Et ailleurs encore : « Les principes que nous professons, sont en parfait accord avec CEUX QUI ONT INSPIRÉ LE PROJET DU F∴ JEAN MACÉ. »
Qu’on le remarque bien, c’est le Monde-Maçonnique qui dit cela, un journal qui, à toutes ses pages, déclare que les religions sont les ténèbres, que la Maçonnerie c’est la lumière, que Dieu, l’âme et la vie future, ne sont que des hypothèses, des fantômes ; qu’en conséquence l’homme doit être élevé et le progrès réalisé, en dehors de tout Christianisme et de toute religion : c’est ce journal qui déclare ses principes en parfait accord avec ceux qui ont inspiré LE PROJET du F∴ Jean-Macé, et qui ajoute : « Les Maçons doivent adhérer EN MASSE à la ligue de l’enseignement, et les Loges doivent étudier, dans la paix de leurs temples, les meilleurs moyens de la rendre EFFICACE. »
C’est, du reste, ce que reconnaissait le F∴ Jean-Macé lui-même dans cet autre toast : A l’alliance de la Ligue et de la Maçonnerie, où il déclarait que tous les Maçons devaient être ligueurs, et tous les ligueurs, Maçons ; que le but, le principe, et le mot d’ordre de la Ligue et de la Maçonnerie, sont identiques :
« A l’entrée de tous les Maçons dans la Ligue ;
« A l’entrée dans la Maçonnerie de tous les ligueurs ;
« Au triomphe de la lumière, le mot d’ordre commun de la Ligue et de la Maçonnerie[76] ! »
[76] Ibid., juillet 1869.
Et cet appel était si bien entendu que dans un Rapport sur la première année de propagande de la Ligue en France, le F∴ Jean-Macé pouvait se glorifier que déjà tous les départements français, excepté douze, était enrôlés dans la Ligue ; « et c’est ainsi, concluait-il, que la Ligue française finira par devenir UNE GRANDE ARMÉE ».
Armée d’enseignement, certes, qu’aucun ministre de l’instruction publique ne gouvernera facilement.
Devant de tels faits et de tels principes, devant un tel but, et une telle propagande, quels que soient les sentiments contraires de tels ou tels francs-maçons trompés, de telle ou telle loge moins avancée, y a-t-il lieu encore de discuter la question de savoir si un chrétien, si un catholique peut entrer dans une telle institution, et s’associer à une telle œuvre ? Non, une telle solidarité est impossible.
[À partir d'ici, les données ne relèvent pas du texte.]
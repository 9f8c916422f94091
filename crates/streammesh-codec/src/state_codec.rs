use crate::error::CodecError;
use crate::primitives::*;
use bytes::{Buf, BufMut, BytesMut};
use streammesh_types::{
    ColumnValue, Element, EvictionPolicy, ServiceKey, StreamState, StreamStateTransition, Subject, Tag, TagSet,
    TopicKey,
};

pub(crate) fn put_subject(buf: &mut BytesMut, subject: &Subject) {
    put_string(buf, subject.service.as_str());
    put_string(buf, subject.topic.as_str());
    let tags: Vec<String> = subject.tags.0.iter().map(|t| t.as_str().to_string()).collect();
    put_string_vec(buf, &tags);
}

pub(crate) fn get_subject(buf: &mut impl Buf) -> Result<Subject, CodecError> {
    let service = ServiceKey::new(get_string(buf)?);
    let topic = TopicKey::new(get_string(buf)?);
    let tags = get_string_vec(buf)?;
    let tags = TagSet::from_iter(tags.into_iter().map(Tag::new));
    Ok(Subject::new(service, topic, tags))
}

fn put_eviction(buf: &mut BytesMut, eviction: EvictionPolicy) {
    buf.put_u8(match eviction {
        EvictionPolicy::FromHead => 0,
        EvictionPolicy::FromTail => 1,
    });
}

fn get_eviction(buf: &mut impl Buf) -> Result<EvictionPolicy, CodecError> {
    match get_u8(buf)? {
        0 => Ok(EvictionPolicy::FromHead),
        1 => Ok(EvictionPolicy::FromTail),
        other => Err(CodecError::UnknownMessageKind(other)),
    }
}

fn put_column_value(buf: &mut BytesMut, value: &ColumnValue) {
    match value {
        ColumnValue::Str(s) => {
            buf.put_u8(0);
            put_string(buf, s);
        }
        ColumnValue::Int(i) => {
            buf.put_u8(1);
            buf.put_i64(*i);
        }
        ColumnValue::Bool(b) => {
            buf.put_u8(2);
            buf.put_u8(if *b { 1 } else { 0 });
        }
    }
}

fn get_column_value(buf: &mut impl Buf) -> Result<ColumnValue, CodecError> {
    match get_u8(buf)? {
        0 => Ok(ColumnValue::Str(get_string(buf)?)),
        1 => {
            if buf.remaining() < 8 {
                return Err(CodecError::UnexpectedEof);
            }
            Ok(ColumnValue::Int(buf.get_i64()))
        }
        2 => Ok(ColumnValue::Bool(get_bool(buf)?)),
        other => Err(CodecError::UnknownMessageKind(other)),
    }
}

fn put_column_values(buf: &mut BytesMut, values: &[ColumnValue]) {
    buf.put_u32(values.len() as u32);
    for v in values {
        put_column_value(buf, v);
    }
}

fn get_column_values(buf: &mut impl Buf) -> Result<Vec<ColumnValue>, CodecError> {
    let count = get_u32(buf)? as usize;
    let mut out = Vec::with_capacity(count.min(1 << 16));
    for _ in 0..count {
        out.push(get_column_value(buf)?);
    }
    Ok(out)
}

pub(crate) fn put_stream_state(buf: &mut BytesMut, state: &StreamState) {
    match state {
        StreamState::String(s) => {
            buf.put_u8(0);
            put_string(buf, s);
        }
        StreamState::Set {
            version,
            elements,
            partial_updates,
        } => {
            buf.put_u8(1);
            buf.put_u64(*version);
            put_bytes_vec(buf, elements);
            buf.put_u8(if *partial_updates { 1 } else { 0 });
        }
        StreamState::List { capacity, eviction, items } => {
            buf.put_u8(2);
            buf.put_u32(*capacity as u32);
            put_eviction(buf, *eviction);
            put_bytes_vec(buf, items);
        }
        StreamState::DictMap { columns, values } => {
            buf.put_u8(3);
            put_string_vec(buf, columns);
            put_column_values(buf, values);
        }
    }
}

pub(crate) fn get_stream_state(buf: &mut impl Buf) -> Result<StreamState, CodecError> {
    match get_u8(buf)? {
        0 => Ok(StreamState::String(get_string(buf)?)),
        1 => {
            let version = get_u64(buf)?;
            let elements = get_bytes_vec(buf)?;
            let partial_updates = get_bool(buf)?;
            Ok(StreamState::Set {
                version,
                elements,
                partial_updates,
            })
        }
        2 => {
            let capacity = get_u32(buf)? as usize;
            let eviction = get_eviction(buf)?;
            let items: Vec<Element> = get_bytes_vec(buf)?;
            Ok(StreamState::List { capacity, eviction, items })
        }
        3 => {
            let columns = get_string_vec(buf)?;
            let values = get_column_values(buf)?;
            Ok(StreamState::DictMap { columns, values })
        }
        other => Err(CodecError::UnknownMessageKind(other)),
    }
}

pub(crate) fn put_stream_state_transition(buf: &mut BytesMut, transition: &StreamStateTransition) {
    match transition {
        StreamStateTransition::StringSet(value) => {
            buf.put_u8(0);
            put_string(buf, value);
        }
        StreamStateTransition::SetSnapshot {
            version,
            elements,
            partial_updates,
        } => {
            buf.put_u8(1);
            buf.put_u64(*version);
            put_bytes_vec(buf, elements);
            buf.put_u8(if *partial_updates { 1 } else { 0 });
        }
        StreamStateTransition::SetDelta {
            base_version,
            added,
            removed,
        } => {
            buf.put_u8(2);
            buf.put_u64(*base_version);
            put_bytes_vec(buf, added);
            put_bytes_vec(buf, removed);
        }
        StreamStateTransition::ListSnapshot {
            capacity,
            eviction,
            items,
        } => {
            buf.put_u8(3);
            buf.put_u32(*capacity as u32);
            put_eviction(buf, *eviction);
            put_bytes_vec(buf, items);
        }
        StreamStateTransition::ListAddAtHead(item) => {
            buf.put_u8(4);
            put_bytes(buf, item);
        }
        StreamStateTransition::ListAddAtTail(item) => {
            buf.put_u8(5);
            put_bytes(buf, item);
        }
        StreamStateTransition::ListRemoveByValue(item) => {
            buf.put_u8(6);
            put_bytes(buf, item);
        }
        StreamStateTransition::DictMapReplace { columns, values } => {
            buf.put_u8(7);
            put_string_vec(buf, columns);
            put_column_values(buf, values);
        }
    }
}

pub(crate) fn get_stream_state_transition(buf: &mut impl Buf) -> Result<StreamStateTransition, CodecError> {
    match get_u8(buf)? {
        0 => Ok(StreamStateTransition::StringSet(get_string(buf)?)),
        1 => {
            let version = get_u64(buf)?;
            let elements = get_bytes_vec(buf)?;
            let partial_updates = get_bool(buf)?;
            Ok(StreamStateTransition::SetSnapshot {
                version,
                elements,
                partial_updates,
            })
        }
        2 => {
            let base_version = get_u64(buf)?;
            let added = get_bytes_vec(buf)?;
            let removed = get_bytes_vec(buf)?;
            Ok(StreamStateTransition::SetDelta {
                base_version,
                added,
                removed,
            })
        }
        3 => {
            let capacity = get_u32(buf)? as usize;
            let eviction = get_eviction(buf)?;
            let items: Vec<Element> = get_bytes_vec(buf)?;
            Ok(StreamStateTransition::ListSnapshot { capacity, eviction, items })
        }
        4 => Ok(StreamStateTransition::ListAddAtHead(get_bytes(buf)?)),
        5 => Ok(StreamStateTransition::ListAddAtTail(get_bytes(buf)?)),
        6 => Ok(StreamStateTransition::ListRemoveByValue(get_bytes(buf)?)),
        7 => {
            let columns = get_string_vec(buf)?;
            let values = get_column_values(buf)?;
            Ok(StreamStateTransition::DictMapReplace { columns, values })
        }
        other => Err(CodecError::UnknownMessageKind(other)),
    }
}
Et l’auteur franc-maçon d’une Histoire de la Franc-Maçonnerie, le F∴ Goffin, l’a proclamé avec sincérité : « Lorsque la Maçonnerie accorde l’entrée de ses temples à un juif, à un mahométan, à un catholique, à un protestant, c’est à la condition que celui-ci deviendra un homme nouveau, qu’il abjurera ses erreurs passées, qu’il déposera les superstitions dont on a bercé sa jeunesse. Sans cela, que vient-il faire dans nos assemblées maçonniques[77] ? »
[77] Histoire populaire de la Franc-Maçonnerie, p. 517.
Que pourrions-nous dire nous-même de plus fort ? Et en vérité, ne faudrait-il pas avoir perdu complètement toute notion du Christianisme et tout sens commun, pour s’imaginer encore que la Maçonnerie et la foi chrétienne sont choses compatibles ?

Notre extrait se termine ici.